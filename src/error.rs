//! Fetch Errors

use thiserror::Error;

/// Why the dataset could not be loaded.
///
/// Messages are flattened to strings so the error can sit inside reactive state.
#[derive(Debug, Clone, PartialEq, Eq, Error)]
pub enum FetchError {
    /// Request could not be sent, no response arrived, or it timed out
    #[error("network error: {0}")]
    Network(String),
    /// Non-success HTTP status, or a GraphQL response carrying only errors
    #[error("server error (status {status}): {message}")]
    Server { status: u16, message: String },
    /// Body is not JSON or lacks the expected `data` payload
    #[error("invalid response: {0}")]
    Parse(String),
}

impl FetchError {
    /// Short text for the error card
    pub fn user_message(&self) -> &'static str {
        match self {
            FetchError::Network(_) => "Could not reach the film archive. Check your connection.",
            FetchError::Server { .. } => "The film archive returned an error.",
            FetchError::Parse(_) => "The film archive sent data we could not read.",
        }
    }
}

impl From<reqwest::Error> for FetchError {
    fn from(err: reqwest::Error) -> Self {
        FetchError::Network(err.to_string())
    }
}

impl From<serde_json::Error> for FetchError {
    fn from(err: serde_json::Error) -> Self {
        FetchError::Parse(err.to_string())
    }
}
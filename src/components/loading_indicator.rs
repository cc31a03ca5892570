use leptos::prelude::*;

use crate::theme::{style, Style};

/// Spinner shown while the dataset is in flight
#[component]
pub fn LoadingIndicator() -> impl IntoView {
    view! {
        <div class="loading-indicator" role="progressbar" aria-label="Loading films" style=style(Style::Loading)></div>
    }
}
//! Film Card Component
//!
//! One film: episode heading, title, crawl text and its characters.

use leptos::prelude::*;

use crate::components::CharacterChips;
use crate::render::FilmCardData;
use crate::theme::{style, Style};

#[component]
pub fn FilmCard(card: FilmCardData) -> impl IntoView {
    let FilmCardData { heading, subtitle, body, characters, .. } = card;

    view! {
        <div class="film-card" style=style(Style::FilmContainer)>
            <span style=style(Style::Title)>{heading}</span>
            <span style=style(Style::Subtitle)>{subtitle}</span>
            <div style=style(Style::Content)>
                <p style=style(Style::Text)>{body}</p>
                <CharacterChips characters=characters />
            </div>
        </div>
    }
}
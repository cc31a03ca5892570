//! Error Card Component
//!
//! Shown when the fetch failed. The retry button starts exactly one new fetch.

use leptos::prelude::*;

use crate::context::use_view_context;
use crate::theme::{style, Style};

#[component]
pub fn ErrorCard(#[prop(into)] message: String) -> impl IntoView {
    let ctx = use_view_context();

    view! {
        <div class="error-card" role="alert" style=style(Style::ErrorCard)>
            <p>{message}</p>
            <button
                class="retry-btn"
                style=style(Style::RetryButton)
                on:click=move |_| ctx.retry()
            >
                "Retry"
            </button>
        </div>
    }
}
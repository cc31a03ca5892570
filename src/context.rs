//! Application Context
//!
//! View state and the fetch trigger, provided via Leptos Context API.

use leptos::prelude::*;
use tracing::debug;

use crate::state::ViewState;

/// Screen-wide signals provided via context
#[derive(Clone, Copy)]
pub struct ViewContext {
    /// Lifecycle state of the screen, written only by the fetch task and `retry`
    pub state: RwSignal<ViewState>,
    /// Fetch attempt counter - read (the fetch effect in `App` tracks it)
    pub attempt: ReadSignal<u32>,
    /// Fetch attempt counter - write
    set_attempt: WriteSignal<u32>,
}

impl ViewContext {
    pub fn new(state: RwSignal<ViewState>, attempt: (ReadSignal<u32>, WriteSignal<u32>)) -> Self {
        Self {
            state,
            attempt: attempt.0,
            set_attempt: attempt.1,
        }
    }

    /// Start another fetch after a failure. No-op in any other state.
    pub fn retry(&self) {
        let restarted = self.state.try_update(|s| s.retry()).unwrap_or(false);
        if restarted {
            debug!("retry requested");
            self.set_attempt.update(|n| *n += 1);
        }
    }
}

pub fn use_view_context() -> ViewContext {
    expect_context::<ViewContext>()
}
//! Platform Chrome
//!
//! Status bar tint and platform detection. Purely decorative.

use tracing::{debug, warn};

/// Status bar / browser toolbar color
pub const STATUS_BAR_COLOR: &str = "#1c1d25";
pub const LOGO_URL: &str = "https://www.dropbox.com/s/yv6i5ngootzz7bu/swapi.b0c6107a.png?dl=1";

#[derive(Debug, Clone, Copy, PartialEq, Eq)]
pub enum Platform {
    Ios,
    Other,
}

impl Platform {
    pub fn from_user_agent(user_agent: &str) -> Self {
        let ua = user_agent.to_lowercase();
        if ua.contains("iphone") || ua.contains("ipad") || ua.contains("ipod") {
            Platform::Ios
        } else {
            Platform::Other
        }
    }
}

#[cfg(target_arch = "wasm32")]
pub fn current_platform() -> Platform {
    use std::sync::OnceLock;
    static PLATFORM: OnceLock<Platform> = OnceLock::new();

    *PLATFORM.get_or_init(|| {
        web_sys::window()
            .and_then(|w| w.navigator().user_agent().ok())
            .map(|ua| Platform::from_user_agent(&ua))
            .unwrap_or(Platform::Other)
    })
}

#[cfg(not(target_arch = "wasm32"))]
pub fn current_platform() -> Platform {
    Platform::Other
}

/// Tint the status bar through the `theme-color` meta tag, creating it if needed
pub fn apply_status_bar(color: &str) {
    match set_theme_color(color) {
        Some(()) => debug!(color, "status bar tinted"),
        None => warn!("could not set theme-color meta tag"),
    }
}

fn set_theme_color(color: &str) -> Option<()> {
    let document = web_sys::window()?.document()?;
    let meta = match document.query_selector("meta[name=\"theme-color\"]").ok()? {
        Some(existing) => existing,
        None => {
            let created = document.create_element("meta").ok()?;
            created.set_attribute("name", "theme-color").ok()?;
            document.head()?.append_child(&created).ok()?;
            created
        }
    };
    meta.set_attribute("content", color).ok()
}

#[cfg(test)]
mod tests {
    use super::*;

    #[test]
    fn test_platform_from_user_agent() {
        let iphone = "Mozilla/5.0 (iPhone; CPU iPhone OS 17_0 like Mac OS X) AppleWebKit/605.1.15";
        let android = "Mozilla/5.0 (Linux; Android 14; Pixel 8) AppleWebKit/537.36 Chrome/120.0 Mobile";
        assert_eq!(Platform::from_user_agent(iphone), Platform::Ios);
        assert_eq!(Platform::from_user_agent(android), Platform::Other);
        assert_eq!(Platform::from_user_agent(""), Platform::Other);
    }
}
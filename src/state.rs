//! View State
//!
//! Lifecycle of the single screen: `Unloaded` until the fetch settles,
//! then `Loaded` for the rest of the session, or `Failed` until the
//! user asks for another attempt.

use crate::error::FetchError;
use crate::models::QueryResult;

#[derive(Debug, Clone, PartialEq, Default)]
pub enum ViewState {
    /// Fetch in flight; rendered as the loading indicator
    #[default]
    Unloaded,
    /// Terminal: the result is never replaced or mutated
    Loaded(QueryResult),
    Failed(FetchError),
}

impl ViewState {
    pub fn is_unloaded(&self) -> bool {
        matches!(self, ViewState::Unloaded)
    }

    pub fn is_loaded(&self) -> bool {
        matches!(self, ViewState::Loaded(_))
    }

    /// Apply the outcome of a fetch.
    ///
    /// Only an `Unloaded` view accepts an outcome. Returns whether it was applied.
    pub fn resolve(&mut self, outcome: Result<QueryResult, FetchError>) -> bool {
        if !self.is_unloaded() {
            return false;
        }
        *self = match outcome {
            Ok(result) => ViewState::Loaded(result),
            Err(err) => ViewState::Failed(err),
        };
        true
    }

    /// Apply an outcome for a view that may have been torn down while the
    /// fetch was in flight. Nothing changes once `mounted` is false.
    pub fn settle(&mut self, mounted: bool, outcome: Result<QueryResult, FetchError>) -> bool {
        if !mounted {
            return false;
        }
        self.resolve(outcome)
    }

    /// `Failed` back to `Unloaded`. Returns whether a new fetch should start.
    pub fn retry(&mut self) -> bool {
        if let ViewState::Failed(_) = self {
            *self = ViewState::Unloaded;
            true
        } else {
            false
        }
    }
}

#[cfg(test)]
mod tests {
    use super::*;

    fn empty_result() -> QueryResult {
        QueryResult { all_films: Vec::new() }
    }

    #[test]
    fn test_initial_state_is_unloaded() {
        assert!(ViewState::default().is_unloaded());
    }

    #[test]
    fn test_success_loads() {
        let mut state = ViewState::Unloaded;
        assert!(state.resolve(Ok(empty_result())));
        assert_eq!(state, ViewState::Loaded(empty_result()));
    }

    #[test]
    fn test_failure_is_visible() {
        let mut state = ViewState::Unloaded;
        let err = FetchError::Network("offline".to_string());
        assert!(state.resolve(Err(err.clone())));
        assert_eq!(state, ViewState::Failed(err));
    }

    #[test]
    fn test_loaded_is_terminal() {
        let mut state = ViewState::Loaded(empty_result());
        assert!(!state.resolve(Err(FetchError::Parse("late".to_string()))));
        assert!(!state.retry());
        assert!(state.is_loaded());
    }

    #[test]
    fn test_retry_only_from_failed() {
        let mut state = ViewState::Unloaded;
        assert!(!state.retry());

        state.resolve(Err(FetchError::Server { status: 502, message: String::new() }));
        assert!(state.retry());
        assert!(state.is_unloaded());

        assert!(state.resolve(Ok(empty_result())));
        assert!(state.is_loaded());
    }

    #[test]
    fn test_settle_after_teardown_is_dropped() {
        let mut state = ViewState::Unloaded;
        assert!(!state.settle(false, Ok(empty_result())));
        assert!(state.is_unloaded());

        assert!(!state.settle(false, Err(FetchError::Network("offline".to_string()))));
        assert!(state.is_unloaded());
    }

    #[test]
    fn test_settle_while_mounted_resolves() {
        let mut state = ViewState::Unloaded;
        assert!(state.settle(true, Ok(empty_result())));
        assert_eq!(state, ViewState::Loaded(empty_result()));

        // Loaded stays terminal even for a mounted view
        assert!(!state.settle(true, Err(FetchError::Parse("late".to_string()))));
        assert!(state.is_loaded());
    }

    #[test]
    fn test_failed_ignores_stray_result() {
        let err = FetchError::Network("offline".to_string());
        let mut state = ViewState::Failed(err.clone());
        assert!(!state.resolve(Ok(empty_result())));
        assert_eq!(state, ViewState::Failed(err));
    }
}
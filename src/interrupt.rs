//! Process-wide Ctrl-C flag.
//!
//! The CLI installs the handler once; long waits on the conversion engine poll
//! [`requested`] and abort with [`Interrupted`].

use std::sync::Once;
use std::sync::atomic::{AtomicBool, Ordering};
use thiserror::Error;
use tracing::warn;

static INTERRUPTED: AtomicBool = AtomicBool::new(false);
static INSTALL: Once = Once::new();

#[derive(Debug, Error)]
#[error("interrupted by user")]
pub struct Interrupted;

/// Replaces the default Ctrl-C action with setting the flag. Later calls are no-ops.
pub fn install_handler() {
    INSTALL.call_once(|| {
        if let Err(err) = ctrlc::set_handler(|| INTERRUPTED.store(true, Ordering::SeqCst)) {
            warn!("cannot install Ctrl-C handler: {err}");
        }
    });
}

pub fn requested() -> bool {
    INTERRUPTED.load(Ordering::SeqCst)
}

________________________________________

### TASK DIRECTIONS
Please give an exact copy of the entries above, from the line with "use tracing::warn;" down to the line with "if let Err(err)", inclusive, and nothing else.

### COMPLETED TASK
use tracing::warn;

static INTERRUPTED: AtomicBool = AtomicBool::new(false);
static INSTALL: Once = Once::new();

#[derive(Debug, Error)]
#[error("interrupted by user")]
pub struct Interrupted;

/// Replaces the default Ctrl-C action with setting the flag. Later calls are no-ops.
pub fn install_handler() {
    INSTALL.call_once(|| {
        if let Err(err) = ctrlc::set_handler(|| INTERRUPTED.store(true, Ordering::SeqCst)) {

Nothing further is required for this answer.